Instead, why not work those identities in the other direction? $$\begin{align*} \log_2\left(\frac{x+2}{x-1}\right) + \log_2\Bigl( (x+2)(x-1)\Bigr) &= \log_2\left(\left( \frac{x+2}{x-1}\right)(x+2)(x-1)\right)\\ &= \log_2\left(\bigl(x+2\bigr)^2\right). \end{align*}$$ Now, if $x+2\gt0$ (and hence, if $x\gt 1$, then this is equal to $2\log_2(x+2)$, from which you conclude that $\log_2(x+2) = 1$, hence $x+2=2$, hence $x=0$, but that is not in the domain.

What does that mean? It means that you cannot find a solution with $x+2\gt 0$.

What if $x+2\lt 0$, though? Then simply go from $\log_2((x+2)^2) = 2$ to $(x+2)^2 = 2^2 = 4$, and hence $-(x+2) = 2$, or $x+2=-2$, hence $x=-4$. This is in the domain, and satisfies $x+2\lt 0$.

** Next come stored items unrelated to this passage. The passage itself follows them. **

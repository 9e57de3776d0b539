// 该文件是 Yebing （叶病） 项目的一部分。
// src/frame.rs - 输入帧与 NHWC 浮点张量定义
//
// 本文件根据 Apache 许可证第 2.0 版（以下简称“许可证”）授权使用；
// 除非遵守该许可证条款，否则您不得使用本文件。
// 您可通过以下网址获取许可证副本：
// http://www.apache.org/licenses/LICENSE-2.0
// 除非适用法律要求或书面同意，根据本许可协议分发的软件均按“原样”提供，
// 不附带任何形式的明示或暗示的保证或条件。
// 有关许可权限与限制的具体条款，请参阅本许可协议。
//
// Copyright (C) 2026 Johann Li <me@qinka.pro>, Wareless Group

use std::borrow::Cow;

use image::{RgbImage, imageops::FilterType};

pub const RGB_CHANNELS: usize = 3;
pub const INPUT_WIDTH: u32 = 224;
pub const INPUT_HEIGHT: u32 = 224;

/// 模型输入张量，形状 [1, 224, 224, 3]
pub type InputTensor = RgbNhwcTensor<INPUT_WIDTH, INPUT_HEIGHT>;

/// 一帧待分类的图像
#[derive(Debug, Clone)]
pub struct Frame {
  /// 解码后的 RGB 图像，尺寸任意
  pub image: RgbImage,
  /// 图像来源（通常是文件路径）
  pub origin: String,
  /// 帧索引
  pub index: u64,
}

impl Frame {
  pub fn new(image: RgbImage, origin: impl Into<String>, index: u64) -> Self {
    Self {
      image,
      origin: origin.into(),
      index,
    }
  }
}

pub trait AsRgbImage {
  fn as_rgb_image(&self) -> &RgbImage;
}

impl AsRgbImage for RgbImage {
  fn as_rgb_image(&self) -> &RgbImage {
    self
  }
}

impl AsRgbImage for Frame {
  fn as_rgb_image(&self) -> &RgbImage {
    &self.image
  }
}

/// 归一化到 [0, 1] 的 NHWC 浮点张量，批大小固定为 1
#[derive(Debug, Clone)]
pub struct RgbNhwcTensor<const W: u32, const H: u32> {
  data: Box<[f32]>,
}

impl<const W: u32, const H: u32> RgbNhwcTensor<W, H> {
  pub const LEN: usize = RGB_CHANNELS * W as usize * H as usize;

  pub fn height(&self) -> usize {
    H as usize
  }

  pub fn width(&self) -> usize {
    W as usize
  }

  pub fn channels(&self) -> usize {
    RGB_CHANNELS
  }

  pub fn shape(&self) -> [usize; 4] {
    [1, H as usize, W as usize, RGB_CHANNELS]
  }

  pub fn as_nhwc(&self) -> &[f32] {
    &self.data
  }
}

impl<const W: u32, const H: u32> From<&RgbImage> for RgbNhwcTensor<W, H> {
  fn from(image: &RgbImage) -> Self {
    // 双线性插值拉伸到目标尺寸，不保持宽高比
    let resized = if image.dimensions() == (W, H) {
      Cow::Borrowed(image)
    } else {
      Cow::Owned(image::imageops::resize(image, W, H, FilterType::Triangle))
    };

    let mut data = Vec::with_capacity(Self::LEN);
    for pixel in resized.pixels() {
      data.push(f32::from(pixel[0]) / 255.0);
      data.push(f32::from(pixel[1]) / 255.0);
      data.push(f32::from(pixel[2]) / 255.0);
    }
    debug_assert_eq!(data.len(), Self::LEN);

    Self {
      data: data.into_boxed_slice(),
    }
  }
}

/// 将任意尺寸的 RGB 图像转换为模型输入张量
pub fn normalize(image: &RgbImage) -> InputTensor {
  InputTensor::from(image)
}
// 该文件是 Yebing （叶病） 项目的一部分。
// src/bin/benchmark_repeatshot.rs - 推理耗时测试
//
// 本文件根据 Apache 许可证第 2.0 版（以下简称“许可证”）授权使用；
// 除非遵守该许可证条款，否则您不得使用本文件。
// 您可通过以下网址获取许可证副本：
// http://www.apache.org/licenses/LICENSE-2.0
// 除非适用法律要求或书面同意，根据本许可协议分发的软件均按“原样”提供，
// 不附带任何形式的明示或暗示的保证或条件。
// 有关许可权限与限制的具体条款，请参阅本许可协议。
//
// Copyright (C) 2026 Johann Li <me@qinka.pro>, Wareless Group

use anyhow::Result;
use clap::Parser;
use url::Url;

use yebing::{
  FromUrl,
  frame::Frame,
  input::InputWrapper,
  model::{DiseaseDetector, OnnxEngineBuilder},
  output::OutputWrapper,
  task::{RepeatShotTask, Task},
};
use tracing::info;

/// Yebing 推理耗时测试
#[derive(Parser, Debug)]
#[command(author, version, about, long_about = None)]
pub struct Args {
  /// ONNX 模型文件路径
  #[arg(long, value_name = "MODEL")]
  pub model: Url,
  /// 输入来源
  #[arg(long, value_name = "SOURCE")]
  pub input: Url,
  /// 输出路径
  #[arg(long, value_name = "OUTPUT", default_value = "console:")]
  pub output: Url,
  /// 重复推理次数
  #[arg(long, default_value = "1000", value_name = "COUNT")]
  pub repeat: usize,
  /// 分类阈值
  #[arg(long, default_value = "0.5", value_name = "THRESHOLD")]
  pub threshold: f32,
}

fn main() -> Result<()> {
  tracing_subscriber::fmt::init();

  let args = Args::parse();

  info!("模型文件路径: {}", args.model);
  info!("输入来源: {}", args.input);
  info!("重复次数: {}", args.repeat);
  info!("分类阈值: {}", args.threshold);

  let input = InputWrapper::from_url(&args.input)?;
  let engine = OnnxEngineBuilder::from_url(&args.model)?.build()?;
  let model: DiseaseDetector<_, Frame> = DiseaseDetector::new(engine).with_threshold(args.threshold);
  let output = OutputWrapper::from_url(&args.output)?;

  RepeatShotTask::default()
    .with_repeat(args.repeat)
    .run_task(input, model, output)?;

  Ok(())
}

#[cfg(test)]
mod tests {
  use super::*;

  #[test]
  fn threshold_defaults_and_overrides() {
    let base = ["benchmark-repeatshot", "--model", "onnx:///m.onnx", "--input", "image:///a.png"];
    let args = Args::try_parse_from(base).unwrap();
    assert_eq!(args.threshold, 0.5);
    assert_eq!(args.repeat, 1000);

    let args = Args::try_parse_from(base.iter().copied().chain(["--threshold", "0.8"])).unwrap();
    assert_eq!(args.threshold, 0.8);
  }
}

Indeed, note that if $x=-4$, then $\frac{x+2}{x-1} = \frac{-2}{-5} = \frac{2}{5}$, and $(x+2)(x-1) = (-2)(-5) = 10$, so you have that the left hand side is $$\log_2(2/5) + \log_2(10) = \log_2(20/5) = \log_2(4) = 2,$$ so $x=-4$ is a solution.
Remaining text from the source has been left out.